Calculations involving a
series circuit
Using some basic rules and Ohm's Law (V = IR)
I'll
show you how to work out all sorts of things from just only the three pieces
of data give.
(a) The total resistance of the two resistors
in series (2.0 Ω and 6.0 Ω)
When resistance are wired in series, you add them up to
get the total resistance.
Rtotal = R1 + R2 =
6.0 + 2.0 =
8.0 Ω
(ohms)
(b) The
current flowing in the circuit
We know the total p.d. (Vtotal) across the
resistors part of the circuit and we know the total resistance.
Vtotal = 12.0 V
(marked on power supply) and Rtotal = 8.0 Ω
(calculated in (a)).
Also, in a series circuit, the current is the same at
any point in the circuit.
So, using Ohm's Law: V = IR, so I = Vtotal/Rtotal
= 12.0/8.0 =
1.5
A (amps)
Therefore readings: I1 = I2 = I3
= 1.5 A
(c) We can now calculate the p.d
across each resistor using Ohm's Law V = IR
V1 = 1.5 x 6.0 =
9.0 V
and V2 = 1.5 x 2.0 =
3.0 V
Noting the total p.d. of the circuit
is shared between the various components of the system,
AND the p.d. across a resistor
is proportional to the resistance value,
(check out ... 6 Ω and 9 V
for resistor 1, similarly 2 Ω and 3 V for resistor 2)
so, bigger the
resistance, the greater the potential difference across it,
AND the p.d. values for components
wired in series add up to the maximum source p.d.
(which is 12.0 V here)
So, Vtotal = V1
+ V2 = 12.0 = 9.0 + 3.0 (which gives you a check on
the previous calculation!)
When two or more resistances are
wired in series they all have to share the total p.d. of the circuit.

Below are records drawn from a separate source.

use crate::analysis::AnalysisReport;
use crate::error::RenderError;

use super::traits::Renderer;

/// Pretty-printed JSON of the whole report.
#[derive(Debug, Clone, Copy, Default)]
pub struct JsonRenderer;

impl Renderer for JsonRenderer {
    fn name(&self) -> &'static str {
        "json"
    }

    fn extension(&self) -> &'static str {
        "json"
    }

    fn render(&self, report: &AnalysisReport) -> crate::error::Result<String> {
        let mut out = serde_json::to_string_pretty(report).map_err(RenderError::Serialize)?;
        out.push('\n');
        Ok(out)
    }
}

#[cfg(test)]
mod tests {
    use super::*;
    use crate::render::fixtures;

    #[test]
    fn report_shape() {
        let out = JsonRenderer.render(&fixtures::report()).unwrap();
        let value: serde_json::Value = serde_json::from_str(&out).unwrap();

        assert_eq!(value["inputCount"], 3);
        assert_eq!(value["request"]["selectMode"], "TOP");
        assert_eq!(value["request"]["rankingKey"], "popularityScore");

        let first = &value["classified"][0];
        assert_eq!(first["id"], "C");
        assert_eq!(first["performanceTier"], "VIRAL");
        assert_eq!(first["popularityScore"], 380.0);
        assert_eq!(first["viewCount"], 1000);
        assert!(first.get("retentionScore").is_none());

        let summary = &value["summary"];
        assert_eq!(summary["total"], 3);
        assert_eq!(summary["tierCounts"]["viral"], 1);
        assert_eq!(summary["tierCounts"]["poor"], 0);
        assert_eq!(summary["bestPerformer"], "C");
    }
}
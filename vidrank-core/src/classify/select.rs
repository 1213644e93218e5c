// Top/bottom selection and batch filters.

use crate::types::{
    ClassifiedItem, DurationFilter, MetricItem, RegionFilter, ScoredItem, SelectMode,
};

/// Pick the `count` highest- or lowest-scoring items.
///
/// `Top` is ordered highest first, `Bottom` lowest first. A batch shorter than
/// `count` comes back whole, in the same order.
pub fn select_top_or_bottom(items: &[ScoredItem], mode: SelectMode, count: usize) -> Vec<ScoredItem> {
    select_by_score(items, mode, count, ScoredItem::popularity_score)
}

/// [`select_top_or_bottom`] over an already classified batch, keeping each
/// entry's tier. Ties on the score keep their ranked order.
pub fn select_classified(
    items: &[ClassifiedItem],
    mode: SelectMode,
    count: usize,
) -> Vec<ClassifiedItem> {
    select_by_score(items, mode, count, |c| c.scored.popularity_score())
}

fn select_by_score<T: Clone>(
    items: &[T],
    mode: SelectMode,
    count: usize,
    score: impl Fn(&T) -> f64,
) -> Vec<T> {
    let mut sorted = items.to_vec();
    sorted.sort_by(|a, b| score(a).total_cmp(&score(b)));

    match mode {
        SelectMode::Top => {
            let start = sorted.len().saturating_sub(count);
            sorted.split_off(start).into_iter().rev().collect()
        }
        SelectMode::Bottom => {
            sorted.truncate(count);
            sorted
        }
    }
}

/// Keep items in the requested duration bucket.
///
/// Zero-duration items (unknown length) are in neither `Short` nor `Long`;
/// `Unknown` returns exactly those.
pub fn filter_by_duration(
    items: &[MetricItem],
    mode: DurationFilter,
    threshold_seconds: u64,
) -> Vec<MetricItem> {
    items
        .iter()
        .filter(|item| {
            let d = item.duration_seconds;
            match mode {
                DurationFilter::All => true,
                DurationFilter::Short => d > 0 && d <= threshold_seconds,
                DurationFilter::Long => d > threshold_seconds,
                DurationFilter::Unknown => d == 0,
            }
        })
        .cloned()
        .collect()
}

/// Precomposed Hangul syllable block.
fn has_hangul(text: &str) -> bool {
    text.chars().any(|c| ('\u{AC00}'..='\u{D7A3}').contains(&c))
}

fn is_korean(item: &MetricItem) -> bool {
    has_hangul(&item.title) || item.description.as_deref().is_some_and(has_hangul)
}

/// Split a batch by audience language: Korean-language titles or descriptions
/// count as `Korea`, everything else as `Overseas`.
pub fn filter_by_region(items: &[MetricItem], region: RegionFilter) -> Vec<MetricItem> {
    items
        .iter()
        .filter(|item| match region {
            RegionFilter::All => true,
            RegionFilter::Korea => is_korean(item),
            RegionFilter::Overseas => !is_korean(item),
        })
        .cloned()
        .collect()
}

#[cfg(test)]
mod tests {
    use super::*;
    use crate::score::{ScoreWeights, score_item};

    fn with_score(id: &str, score: u64) -> ScoredItem {
        score_item(MetricItem::new(id, 1000, score, score), &ScoreWeights::default()).unwrap()
    }

    fn scores(items: &[ScoredItem]) -> Vec<f64> {
        items.iter().map(ScoredItem::popularity_score).collect()
    }

    fn batch() -> Vec<ScoredItem> {
        [10, 50, 5, 80, 20]
            .iter()
            .enumerate()
            .map(|(i, s)| with_score(&format!("v{i}"), *s))
            .collect()
    }

    #[test]
    fn top_three_highest_first() {
        let top = select_top_or_bottom(&batch(), SelectMode::Top, 3);
        assert_eq!(scores(&top), vec![80.0, 50.0, 20.0]);
    }

    #[test]
    fn bottom_two_lowest_first() {
        let bottom = select_top_or_bottom(&batch(), SelectMode::Bottom, 2);
        assert_eq!(scores(&bottom), vec![5.0, 10.0]);
    }

    #[test]
    fn short_batch_returned_whole() {
        let top = select_top_or_bottom(&batch(), SelectMode::Top, 50);
        assert_eq!(scores(&top), vec![80.0, 50.0, 20.0, 10.0, 5.0]);
        let bottom = select_top_or_bottom(&batch(), SelectMode::Bottom, 50);
        assert_eq!(scores(&bottom), vec![5.0, 10.0, 20.0, 50.0, 80.0]);
        assert!(select_top_or_bottom(&[], SelectMode::Top, 3).is_empty());
    }

    #[test]
    fn zero_count_selects_nothing() {
        assert!(select_top_or_bottom(&batch(), SelectMode::Top, 0).is_empty());
        assert!(select_top_or_bottom(&batch(), SelectMode::Bottom, 0).is_empty());
    }

    fn durations() -> Vec<MetricItem> {
        vec![
            MetricItem::new("short", 1, 0, 0).with_duration(30),
            MetricItem::new("long", 1, 0, 0).with_duration(200),
            MetricItem::new("unknown", 1, 0, 0).with_duration(0),
        ]
    }

    fn ids(items: &[MetricItem]) -> Vec<&str> {
        items.iter().map(|i| i.id.as_str()).collect()
    }

    #[test]
    fn duration_buckets_drop_zero_length() {
        let items = durations();
        assert_eq!(ids(&filter_by_duration(&items, DurationFilter::Short, 60)), vec!["short"]);
        assert_eq!(ids(&filter_by_duration(&items, DurationFilter::Long, 60)), vec!["long"]);
        assert_eq!(ids(&filter_by_duration(&items, DurationFilter::Unknown, 60)), vec!["unknown"]);
        assert_eq!(filter_by_duration(&items, DurationFilter::All, 60), items);
    }

    #[test]
    fn short_threshold_is_inclusive() {
        let items = vec![MetricItem::new("edge", 1, 0, 0).with_duration(60)];
        assert_eq!(filter_by_duration(&items, DurationFilter::Short, 60).len(), 1);
        assert!(filter_by_duration(&items, DurationFilter::Long, 60).is_empty());
    }

    #[test]
    fn region_split_by_hangul() {
        let mut described = MetricItem::new("desc", 1, 0, 0).with_title("Cooking basics");
        described.description = Some("오늘의 요리".into());
        let items = vec![
            MetricItem::new("ko", 1, 0, 0).with_title("요리 레시피"),
            MetricItem::new("en", 1, 0, 0).with_title("Productivity tips"),
            described,
        ];
        assert_eq!(ids(&filter_by_region(&items, RegionFilter::Korea)), vec!["ko", "desc"]);
        assert_eq!(ids(&filter_by_region(&items, RegionFilter::Overseas)), vec!["en"]);
        assert_eq!(filter_by_region(&items, RegionFilter::All).len(), 3);
    }
}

The higher the value of the
resistance, the bigger its share of the total source p.d. in other
words the p.d. is always shared between resistances/components wired in
series.
The p.d. across each resistor must be
lower than Vtotal, BUT, the current is still the same around
all points of the circuit.
However, as you increase the number
of resistances in the series, the current is reduced (I = V/R).
If you carry out the experiment, the
readings should match in principle the theoretical values above.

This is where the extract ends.